Barraza has an extensive criminal history, including two previous drug convictions, and he
committed the current offense within two years of his last release from prison and while
still on supervised release. As part of the plea agreement, the government did not pursue
charges for violation of supervised release. In light of Barraza’s family circumstances, the
district court sentenced him to 64 months in prison, in the middle of the applicable
guidelines range. Barraza filed a notice of appeal, but his appointed counsel now seeks to
withdraw because he cannot discern a nonfrivolous argument to pursue. See Anders v.

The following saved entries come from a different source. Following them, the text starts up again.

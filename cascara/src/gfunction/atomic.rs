//! `java/util/concurrent/atomic/AtomicInteger` host methods. Every mutator
//! runs under the VM's dedicated atomic mutex; compare-and-set is atomic
//! under that lock.

use std::sync::Arc;

use cascara_base::types;

use crate::exceptions::ExceptionKind;
use crate::gfunction::{
    arg_int, arg_obj, clinit_generic, gmeth, string_value, trap_not_supported, try_g, GCtx,
    GErrBlk, GLibrary, GValue,
};
use crate::heap::ObjRef;
use crate::object::FieldValue;
use crate::value::JavaValue;

const ATOMIC_CLASS: &str = "java/util/concurrent/atomic/AtomicInteger";

pub fn load_util_atomic_integer() -> GLibrary {
    vec![
        (
            "java/util/concurrent/atomic/AtomicInteger.<clinit>()V",
            gmeth(0, clinit_generic),
        ),
        (
            "java/util/concurrent/atomic/AtomicInteger.<init>()V",
            gmeth(0, atomic_init_zero),
        ),
        (
            "java/util/concurrent/atomic/AtomicInteger.<init>(I)V",
            gmeth(1, atomic_init_value),
        ),
        (
            "java/util/concurrent/atomic/AtomicInteger.get()I",
            gmeth(0, atomic_get),
        ),
        (
            "java/util/concurrent/atomic/AtomicInteger.getAcquire()I",
            gmeth(0, atomic_get),
        ),
        (
            "java/util/concurrent/atomic/AtomicInteger.set(I)V",
            gmeth(1, atomic_set),
        ),
        (
            "java/util/concurrent/atomic/AtomicInteger.lazySet(I)V",
            gmeth(1, atomic_set),
        ),
        (
            "java/util/concurrent/atomic/AtomicInteger.getAndSet(I)I",
            gmeth(1, atomic_get_and_set),
        ),
        (
            "java/util/concurrent/atomic/AtomicInteger.incrementAndGet()I",
            gmeth(0, atomic_increment_and_get),
        ),
        (
            "java/util/concurrent/atomic/AtomicInteger.decrementAndGet()I",
            gmeth(0, atomic_decrement_and_get),
        ),
        (
            "java/util/concurrent/atomic/AtomicInteger.getAndIncrement()I",
            gmeth(0, atomic_get_and_increment),
        ),
        (
            "java/util/concurrent/atomic/AtomicInteger.getAndDecrement()I",
            gmeth(0, atomic_get_and_decrement),
        ),
        (
            "java/util/concurrent/atomic/AtomicInteger.addAndGet(I)I",
            gmeth(1, atomic_add_and_get),
        ),
        (
            "java/util/concurrent/atomic/AtomicInteger.getAndAdd(I)I",
            gmeth(1, atomic_get_and_add),
        ),
        (
            "java/util/concurrent/atomic/AtomicInteger.compareAndSet(II)Z",
            gmeth(2, atomic_compare_and_set),
        ),
        (
            "java/util/concurrent/atomic/AtomicInteger.weakCompareAndSet(II)Z",
            gmeth(2, atomic_compare_and_set),
        ),
        (
            "java/util/concurrent/atomic/AtomicInteger.accumulateAndGet(ILjava/util/function/IntBinaryOperator;)I",
            gmeth(2, trap_not_supported),
        ),
        (
            "java/util/concurrent/atomic/AtomicInteger.intValue()I",
            gmeth(0, atomic_get),
        ),
        (
            "java/util/concurrent/atomic/AtomicInteger.longValue()J",
            gmeth(0, atomic_long_value),
        ),
        (
            "java/util/concurrent/atomic/AtomicInteger.doubleValue()D",
            gmeth(0, atomic_double_value),
        ),
        (
            "java/util/concurrent/atomic/AtomicInteger.toString()Ljava/lang/String;",
            gmeth(0, atomic_to_string),
        ),
    ]
}

fn backing_value(ctx: &GCtx<'_>, receiver: ObjRef) -> Result<i64, GErrBlk> {
    match ctx
        .vm
        .heap
        .get(receiver)
        .and_then(|object| object.value_field())
    {
        Some(FieldValue::Value(JavaValue::Int(value))) => Ok(*value),
        _ => Err(GErrBlk::new(
            ExceptionKind::IllegalStateException,
            "AtomicInteger backing missing",
        )),
    }
}

fn store_value(ctx: &mut GCtx<'_>, receiver: ObjRef, value: i64) {
    if let Some(object) = ctx.vm.heap.get_mut(receiver) {
        object.set_field(
            crate::object::VALUE_FIELD,
            types::INT,
            FieldValue::Value(JavaValue::Int(value as i32 as i64)),
        );
    }
}

fn atomic_init_zero(ctx: &mut GCtx<'_>, args: &mut Vec<JavaValue>) -> GValue {
    let receiver = try_g!(arg_obj(args, 0));
    store_value(ctx, receiver, 0);
    GValue::Void
}

fn atomic_init_value(ctx: &mut GCtx<'_>, args: &mut Vec<JavaValue>) -> GValue {
    let receiver = try_g!(arg_obj(args, 0));
    let value = try_g!(arg_int(args, 1));
    store_value(ctx, receiver, value);
    GValue::Void
}

fn atomic_get(ctx: &mut GCtx<'_>, args: &mut Vec<JavaValue>) -> GValue {
    let receiver = try_g!(arg_obj(args, 0));
    let lock = Arc::clone(&ctx.vm.atomic_guard);
    let _guard = lock.lock().unwrap();
    let value = try_g!(backing_value(ctx, receiver));
    GValue::Value(JavaValue::Int(value))
}

fn atomic_set(ctx: &mut GCtx<'_>, args: &mut Vec<JavaValue>) -> GValue {
    let receiver = try_g!(arg_obj(args, 0));
    let value = try_g!(arg_int(args, 1));
    let lock = Arc::clone(&ctx.vm.atomic_guard);
    let _guard = lock.lock().unwrap();
    store_value(ctx, receiver, value);
    GValue::Void
}

fn atomic_get_and_set(ctx: &mut GCtx<'_>, args: &mut Vec<JavaValue>) -> GValue {
    let receiver = try_g!(arg_obj(args, 0));
    let value = try_g!(arg_int(args, 1));
    let lock = Arc::clone(&ctx.vm.atomic_guard);
    let _guard = lock.lock().unwrap();
    let previous = try_g!(backing_value(ctx, receiver));
    store_value(ctx, receiver, value);
    GValue::Value(JavaValue::Int(previous))
}

fn fetch_add(ctx: &mut GCtx<'_>, args: &mut Vec<JavaValue>, delta: i64, return_new: bool) -> GValue {
    let receiver = try_g!(arg_obj(args, 0));
    let lock = Arc::clone(&ctx.vm.atomic_guard);
    let _guard = lock.lock().unwrap();
    let previous = try_g!(backing_value(ctx, receiver));
    let updated = (previous as i32).wrapping_add(delta as i32);
    store_value(ctx, receiver, i64::from(updated));
    let result = if return_new { i64::from(updated) } else { previous };
    GValue::Value(JavaValue::Int(result))
}

fn atomic_increment_and_get(ctx: &mut GCtx<'_>, args: &mut Vec<JavaValue>) -> GValue {
    fetch_add(ctx, args, 1, true)
}

fn atomic_decrement_and_get(ctx: &mut GCtx<'_>, args: &mut Vec<JavaValue>) -> GValue {
    fetch_add(ctx, args, -1, true)
}

fn atomic_get_and_increment(ctx: &mut GCtx<'_>, args: &mut Vec<JavaValue>) -> GValue {
    fetch_add(ctx, args, 1, false)
}

fn atomic_get_and_decrement(ctx: &mut GCtx<'_>, args: &mut Vec<JavaValue>) -> GValue {
    fetch_add(ctx, args, -1, false)
}

fn atomic_add_and_get(ctx: &mut GCtx<'_>, args: &mut Vec<JavaValue>) -> GValue {
    let delta = try_g!(arg_int(args, 1));
    fetch_add(ctx, args, delta, true)
}

fn atomic_get_and_add(ctx: &mut GCtx<'_>, args: &mut Vec<JavaValue>) -> GValue {
    let delta = try_g!(arg_int(args, 1));
    fetch_add(ctx, args, delta, false)
}

fn atomic_compare_and_set(ctx: &mut GCtx<'_>, args: &mut Vec<JavaValue>) -> GValue {
    let receiver = try_g!(arg_obj(args, 0));
    let expected = try_g!(arg_int(args, 1));
    let update = try_g!(arg_int(args, 2));
    let lock = Arc::clone(&ctx.vm.atomic_guard);
    let _guard = lock.lock().unwrap();
    let current = try_g!(backing_value(ctx, receiver));
    let swapped = current == expected;
    if swapped {
        store_value(ctx, receiver, update);
    }
    GValue::Value(JavaValue::Int(i64::from(swapped)))
}

fn atomic_long_value(ctx: &mut GCtx<'_>, args: &mut Vec<JavaValue>) -> GValue {
    let receiver = try_g!(arg_obj(args, 0));
    let value = try_g!(backing_value(ctx, receiver));
    GValue::Value(JavaValue::Long(value))
}

fn atomic_double_value(ctx: &mut GCtx<'_>, args: &mut Vec<JavaValue>) -> GValue {
    let receiver = try_g!(arg_obj(args, 0));
    let value = try_g!(backing_value(ctx, receiver));
    GValue::Value(JavaValue::Double(value as f64))
}

fn atomic_to_string(ctx: &mut GCtx<'_>, args: &mut Vec<JavaValue>) -> GValue {
    let receiver = try_g!(arg_obj(args, 0));
    let value = try_g!(backing_value(ctx, receiver));
    let text = value.to_string();
    let value = string_value(ctx, &text);
    GValue::Value(value)
}

/// The interned class name, for tests and registration checks.
#[must_use]
pub fn class_name() -> &'static str {
    ATOMIC_CLASS
}

#[cfg(test)]
mod tests {
    use super::{
        atomic_compare_and_set, atomic_get, atomic_increment_and_get, atomic_init_value,
    };
    use crate::gfunction::{expect_value, GCtx};
    use crate::object::Object;
    use crate::testutil::test_vm;
    use crate::value::JavaValue;

    #[test]
    fn increment_and_cas() {
        let mut vm = test_vm();
        let class = vm.class_names.intern(super::ATOMIC_CLASS.as_bytes());
        let counter = vm.heap.alloc(Object::new(class));
        let counter_arg = JavaValue::Ref(Some(counter));

        let mut ctx = GCtx {
            vm: &mut vm,
            frames: None,
        };
        atomic_init_value(&mut ctx, &mut vec![counter_arg, JavaValue::Int(5)]);
        assert_eq!(
            expect_value(atomic_increment_and_get(&mut ctx, &mut vec![counter_arg])),
            JavaValue::Int(6)
        );

        // CAS succeeds only against the current value
        assert_eq!(
            expect_value(atomic_compare_and_set(
                &mut ctx,
                &mut vec![counter_arg, JavaValue::Int(5), JavaValue::Int(9)],
            )),
            JavaValue::Int(0)
        );
        assert_eq!(
            expect_value(atomic_compare_and_set(
                &mut ctx,
                &mut vec![counter_arg, JavaValue::Int(6), JavaValue::Int(9)],
            )),
            JavaValue::Int(1)
        );
        assert_eq!(
            expect_value(atomic_get(&mut ctx, &mut vec![counter_arg])),
            JavaValue::Int(9)
        );
    }
}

California, 386 U.S. 738, 744 (1967). Barraza has not accepted our invitation to respond to
No. 08‐2114 Page 2
counsel’s submission. See CIR. R. 51(b). We confine our review to the potential issues
outlined in counsel’s facially adequate brief. See United States v. Schuh, 289 F.3d 968, 973‐74
(7th Cir. 2002).
Barraza wants to challenge his prison sentence, but he does not seek to undermine
his guilty plea. Counsel thus appropriately omits any discussion about the adequacy of the
plea colloquy or the voluntariness of the guilty plea. See United States v. Knox, 287 F.3d 667,
670‐71 (7th Cir. 2002). Accordingly, the plea agreement is enforceable and so is the
appellate waiver, United States v. Wilson, 481 F.3d 475, 483 (7th Cir. 2007); United States v.
Hare, 269 F.3d 859, 860 (7th Cir. 2001). Any appellate issue concerning Barraza’s sentence
would be frivolous.
Counselʹs motion is GRANTED, and the appeal is DISMISSED.